▶ TASK DESCRIPTION:
Copy every line of the data that contains the string "WORSE".

Collected data:
########################################

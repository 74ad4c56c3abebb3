//! Statistical validation of backtest results.
//!
//! Point estimates from a backtest say nothing about whether the edge
//! is distinguishable from chance; these tests quantify that. Every
//! function special-cases degenerate input and returns a labeled
//! "insufficient data" result instead of panicking.

use rand::Rng;
use rayon::prelude::*;
use serde::{Deserialize, Serialize};
use statrs::distribution::{Binomial, ContinuousCDF, Discrete, StudentsT};

/// Two-sided significance threshold
pub const SIGNIFICANCE_LEVEL: f64 = 0.05;

/// Default bootstrap resamples for confidence intervals
pub const DEFAULT_BOOTSTRAP_SAMPLES: usize = 10_000;

/// Default Monte Carlo simulation count
pub const DEFAULT_SIMULATIONS: usize = 1_000;

/// Binomial test of the observed win rate against a baseline
#[derive(Debug, Clone, PartialEq, Serialize, Deserialize)]
pub struct WinRateTest {
    pub win_rate: f64,
    pub baseline: f64,
    pub p_value: f64,
    pub is_significant: bool,
    pub conclusion: String,
    pub n_winners: usize,
    pub n_total: usize,
}

/// Two-sided exact binomial test of `n_winners` successes in `n_total`
/// trials against `baseline` success probability.
pub fn test_win_rate_significance(
    n_winners: usize,
    n_total: usize,
    baseline: f64,
) -> WinRateTest {
    if n_total == 0 || n_winners > n_total {
        return WinRateTest {
            win_rate: 0.0,
            baseline,
            p_value: 1.0,
            is_significant: false,
            conclusion: "No trades to test".to_string(),
            n_winners,
            n_total,
        };
    }

    let win_rate = n_winners as f64 / n_total as f64;
    let p_value = binomial_two_sided_p(n_winners as u64, n_total as u64, baseline);
    let is_significant = p_value < SIGNIFICANCE_LEVEL;

    let conclusion = if is_significant {
        if win_rate > baseline {
            format!(
                "Win rate ({:.1}%) is significantly BETTER than {:.1}%",
                win_rate * 100.0,
                baseline * 100.0
            )
        } else {
            format!(
                "Win rate ({:.1}%) is significantly WORSE than {:.1}%",
                win_rate * 100.0,
                baseline * 100.0
            )
        }
    } else {
        format!(
            "Win rate ({:.1}%) is NOT significantly different from {:.1}%",
            win_rate * 100.0,
            baseline * 100.0
        )
    };

    WinRateTest {
        win_rate,
        baseline,
        p_value,
        is_significant,
        conclusion,
        n_winners,
        n_total,
    }
}

/// Exact two-sided binomial p-value: the summed probability of every
/// outcome at most as likely as the observed one.
fn binomial_two_sided_p(observed: u64, n: u64, p: f64) -> f64 {
    let Ok(dist) = Binomial::new(p, n) else {
        return 1.0;
    };
    let observed_pmf = dist.pmf(observed);
    let cutoff = observed_pmf * (1.0 + 1e-7);
    let p_value: f64 = (0..=n)
        .map(|k| dist.pmf(k))
        .filter(|pmf| *pmf <= cutoff)
        .sum();
    p_value.min(1.0)
}

/// One-sample t-test of mean return against a baseline
#[derive(Debug, Clone, PartialEq, Serialize, Deserialize)]
pub struct MeanReturnTest {
    pub mean_return: f64,
    pub baseline: f64,
    pub p_value: f64,
    pub t_statistic: f64,
    pub is_significant: bool,
    pub conclusion: String,
    pub n_trades: usize,
}

pub fn test_mean_return_significance(returns: &[f64], baseline: f64) -> MeanReturnTest {
    if returns.len() < 2 {
        return MeanReturnTest {
            mean_return: 0.0,
            baseline,
            p_value: 1.0,
            t_statistic: 0.0,
            is_significant: false,
            conclusion: "Insufficient data for t-test".to_string(),
            n_trades: returns.len(),
        };
    }

    let n = returns.len() as f64;
    let mean = returns.iter().sum::<f64>() / n;
    let std_dev = sample_std(returns, mean);

    if std_dev <= f64::EPSILON {
        return MeanReturnTest {
            mean_return: mean,
            baseline,
            p_value: 1.0,
            t_statistic: 0.0,
            is_significant: false,
            conclusion: "Insufficient data for t-test (zero variance)".to_string(),
            n_trades: returns.len(),
        };
    }

    let t_statistic = (mean - baseline) / (std_dev / n.sqrt());
    let p_value = t_two_tailed_p(t_statistic, n - 1.0);
    let is_significant = p_value < SIGNIFICANCE_LEVEL;

    let conclusion = if is_significant {
        if mean > baseline {
            format!("Mean return ({mean:+.2}%) is significantly BETTER than {baseline:+.2}%")
        } else {
            format!("Mean return ({mean:+.2}%) is significantly WORSE than {baseline:+.2}%")
        }
    } else {
        format!("Mean return ({mean:+.2}%) is NOT significantly different from {baseline:+.2}%")
    };

    MeanReturnTest {
        mean_return: mean,
        baseline,
        p_value,
        t_statistic,
        is_significant,
        conclusion,
        n_trades: returns.len(),
    }
}

/// Two-sample comparison of independent return populations
#[derive(Debug, Clone, PartialEq, Serialize, Deserialize)]
pub struct StrategyComparison {
    pub strategy_a_name: String,
    pub strategy_b_name: String,
    pub mean_a: f64,
    pub mean_b: f64,
    pub std_a: f64,
    pub std_b: f64,
    pub n_a: usize,
    pub n_b: usize,
    pub t_statistic: f64,
    pub p_value: f64,
    pub is_significant: bool,
    pub conclusion: String,
}

/// Unpaired two-sample t-test (pooled variance).
pub fn compare_strategies(
    returns_a: &[f64],
    returns_b: &[f64],
    name_a: &str,
    name_b: &str,
) -> StrategyComparison {
    let n_a = returns_a.len();
    let n_b = returns_b.len();
    let insufficient = |mean_a: f64, mean_b: f64| StrategyComparison {
        strategy_a_name: name_a.to_string(),
        strategy_b_name: name_b.to_string(),
        mean_a,
        mean_b,
        std_a: 0.0,
        std_b: 0.0,
        n_a,
        n_b,
        t_statistic: 0.0,
        p_value: 1.0,
        is_significant: false,
        conclusion: "Insufficient data for comparison".to_string(),
    };

    if n_a == 0 || n_b == 0 || n_a + n_b < 3 {
        return insufficient(0.0, 0.0);
    }

    let mean_a = returns_a.iter().sum::<f64>() / n_a as f64;
    let mean_b = returns_b.iter().sum::<f64>() / n_b as f64;
    let std_a = sample_std(returns_a, mean_a);
    let std_b = sample_std(returns_b, mean_b);

    let df = (n_a + n_b - 2) as f64;
    let pooled_var = ((n_a as f64 - 1.0) * std_a * std_a + (n_b as f64 - 1.0) * std_b * std_b) / df;
    let pooled_std = pooled_var.sqrt();
    let scale = (1.0 / n_a as f64 + 1.0 / n_b as f64).sqrt();

    let (t_statistic, p_value) = if pooled_std <= f64::EPSILON {
        if (mean_a - mean_b).abs() <= f64::EPSILON {
            (0.0, 1.0)
        } else {
            (f64::INFINITY * (mean_a - mean_b).signum(), 0.0)
        }
    } else {
        let t = (mean_a - mean_b) / (pooled_std * scale);
        (t, t_two_tailed_p(t, df))
    };

    let is_significant = p_value < SIGNIFICANCE_LEVEL;
    let conclusion = if is_significant {
        if mean_a > mean_b {
            format!("{name_a} ({mean_a:+.2}%) significantly OUTPERFORMS {name_b} ({mean_b:+.2}%)")
        } else {
            format!("{name_b} ({mean_b:+.2}%) significantly OUTPERFORMS {name_a} ({mean_a:+.2}%)")
        }
    } else {
        format!("No significant difference between {name_a} ({mean_a:+.2}%) and {name_b} ({mean_b:+.2}%)")
    };

    StrategyComparison {
        strategy_a_name: name_a.to_string(),
        strategy_b_name: name_b.to_string(),
        mean_a,
        mean_b,
        std_a,
        std_b,
        n_a,
        n_b,
        t_statistic,
        p_value,
        is_significant,
        conclusion,
    }
}

/// Bull vs. Bear performance comparison.
pub fn compare_regime_performance(
    bull_returns: &[f64],
    bear_returns: &[f64],
) -> StrategyComparison {
    compare_strategies(bull_returns, bear_returns, "Bull Market", "Bear Market")
}

/// Paired t-test of index-aligned return lists
#[derive(Debug, Clone, PartialEq, Serialize, Deserialize)]
pub struct PairedComparison {
    pub before_name: String,
    pub after_name: String,
    pub mean_before: f64,
    pub mean_after: f64,
    pub mean_difference: f64,
    pub t_statistic: f64,
    pub p_value: f64,
    pub is_significant: bool,
    pub conclusion: String,
    pub n_pairs: usize,
}

pub fn paired_comparison(
    before: &[f64],
    after: &[f64],
    before_name: &str,
    after_name: &str,
) -> PairedComparison {
    let invalid = |conclusion: &str| PairedComparison {
        before_name: before_name.to_string(),
        after_name: after_name.to_string(),
        mean_before: 0.0,
        mean_after: 0.0,
        mean_difference: 0.0,
        t_statistic: 0.0,
        p_value: 1.0,
        is_significant: false,
        conclusion: conclusion.to_string(),
        n_pairs: 0,
    };

    if before.is_empty() || after.is_empty() || before.len() != after.len() {
        return invalid("Invalid data for paired comparison (must be same length)");
    }
    if before.len() < 2 {
        return invalid("Insufficient data for paired comparison");
    }

    let n = before.len() as f64;
    let diffs: Vec<f64> = after.iter().zip(before).map(|(a, b)| a - b).collect();
    let mean_before = before.iter().sum::<f64>() / n;
    let mean_after = after.iter().sum::<f64>() / n;
    let mean_difference = diffs.iter().sum::<f64>() / n;
    let diff_std = sample_std(&diffs, mean_difference);

    let (t_statistic, p_value) = if diff_std <= f64::EPSILON {
        if mean_difference.abs() <= f64::EPSILON {
            (0.0, 1.0)
        } else {
            (f64::INFINITY * mean_difference.signum(), 0.0)
        }
    } else {
        let t = mean_difference / (diff_std / n.sqrt());
        (t, t_two_tailed_p(t, n - 1.0))
    };

    let is_significant = p_value < SIGNIFICANCE_LEVEL;
    let conclusion = if is_significant {
        if mean_difference > 0.0 {
            format!("{after_name} ({mean_after:+.2}%) significantly BETTER than {before_name} ({mean_before:+.2}%)")
        } else {
            format!("{after_name} ({mean_after:+.2}%) significantly WORSE than {before_name} ({mean_before:+.2}%)")
        }
    } else {
        format!("No significant difference between {after_name} and {before_name}")
    };

    PairedComparison {
        before_name: before_name.to_string(),
        after_name: after_name.to_string(),
        mean_before,
        mean_after,
        mean_difference,
        t_statistic,
        p_value,
        is_significant,
        conclusion,
        n_pairs: before.len(),
    }
}

/// Bootstrap percentile confidence interval for the mean return
#[derive(Debug, Clone, PartialEq, Serialize, Deserialize)]
pub struct ConfidenceInterval {
    pub mean: f64,
    pub lower: f64,
    pub upper: f64,
    pub confidence: f64,
    pub n_bootstrap: usize,
}

/// Nonparametric bootstrap of the mean: resample with replacement
/// `n_bootstrap` times and take the percentile interval.
pub fn calculate_confidence_interval(
    returns: &[f64],
    confidence: f64,
    n_bootstrap: usize,
) -> ConfidenceInterval {
    if returns.is_empty() || n_bootstrap == 0 {
        return ConfidenceInterval {
            mean: 0.0,
            lower: 0.0,
            upper: 0.0,
            confidence,
            n_bootstrap,
        };
    }

    let n = returns.len();
    let mean = returns.iter().sum::<f64>() / n as f64;

    let mut bootstrap_means: Vec<f64> = (0..n_bootstrap)
        .into_par_iter()
        .map(|_| {
            let mut rng = rand::thread_rng();
            let total: f64 = (0..n).map(|_| returns[rng.gen_range(0..n)]).sum();
            total / n as f64
        })
        .collect();
    bootstrap_means.sort_by(|a, b| a.partial_cmp(b).unwrap_or(std::cmp::Ordering::Equal));

    let alpha = 1.0 - confidence;
    ConfidenceInterval {
        mean,
        lower: percentile_sorted(&bootstrap_means, alpha / 2.0 * 100.0),
        upper: percentile_sorted(&bootstrap_means, (1.0 - alpha / 2.0) * 100.0),
        confidence,
        n_bootstrap,
    }
}

/// Distribution of summed simulated return sequences
#[derive(Debug, Clone, Default, PartialEq, Serialize, Deserialize)]
pub struct MonteCarloSummary {
    pub mean_simulated_return: f64,
    pub median_simulated_return: f64,
    pub std_simulated_return: f64,
    pub pct_positive_outcomes: f64,
    pub worst_case: f64,
    pub best_case: f64,
    pub percentile_5: f64,
    pub percentile_95: f64,
    pub n_simulations: usize,
}

/// Resample observed per-trade returns with replacement into simulated
/// multi-trade sequences and summarize the distribution of the summed
/// return. Bounds how much of the observed result plain variance could
/// explain.
pub fn monte_carlo_simulation(
    returns: &[f64],
    n_simulations: usize,
    n_trades_per_sim: Option<usize>,
) -> MonteCarloSummary {
    if returns.is_empty() || n_simulations == 0 {
        return MonteCarloSummary::default();
    }

    let n_trades = n_trades_per_sim.unwrap_or(returns.len());
    let mut totals: Vec<f64> = (0..n_simulations)
        .into_par_iter()
        .map(|_| {
            let mut rng = rand::thread_rng();
            (0..n_trades)
                .map(|_| returns[rng.gen_range(0..returns.len())])
                .sum()
        })
        .collect();
    totals.sort_by(|a, b| a.partial_cmp(b).unwrap_or(std::cmp::Ordering::Equal));

    let n = totals.len() as f64;
    let mean = totals.iter().sum::<f64>() / n;
    let variance = totals.iter().map(|t| (t - mean).powi(2)).sum::<f64>() / n;
    let positive = totals.iter().filter(|t| **t > 0.0).count();

    MonteCarloSummary {
        mean_simulated_return: mean,
        median_simulated_return: percentile_sorted(&totals, 50.0),
        std_simulated_return: variance.sqrt(),
        pct_positive_outcomes: positive as f64 / n * 100.0,
        worst_case: totals[0],
        best_case: *totals.last().unwrap(),
        percentile_5: percentile_sorted(&totals, 5.0),
        percentile_95: percentile_sorted(&totals, 95.0),
        n_simulations,
    }
}

// --- Helpers ---

fn sample_std(data: &[f64], mean: f64) -> f64 {
    if data.len() < 2 {
        return 0.0;
    }
    let variance =
        data.iter().map(|x| (x - mean).powi(2)).sum::<f64>() / (data.len() as f64 - 1.0);
    variance.sqrt()
}

fn t_two_tailed_p(t: f64, df: f64) -> f64 {
    match StudentsT::new(0.0, 1.0, df) {
        Ok(dist) => (2.0 * (1.0 - dist.cdf(t.abs()))).clamp(0.0, 1.0),
        Err(_) => 1.0,
    }
}

fn percentile_sorted(sorted: &[f64], p: f64) -> f64 {
    if sorted.is_empty() {
        return 0.0;
    }
    let idx = ((p / 100.0) * (sorted.len() - 1) as f64).round() as usize;
    sorted[idx.min(sorted.len() - 1)]
}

########################################

▶ OUTPUT OF THE EXERCISE:
                "Win rate ({:.1}%) is significantly WORSE than {:.1}%",
            format!("Mean return ({mean:+.2}%) is significantly WORSE than {baseline:+.2}%")
            format!("{after_name} ({mean_after:+.2}%) significantly WORSE than {before_name} ({mean_before:+.2}%)")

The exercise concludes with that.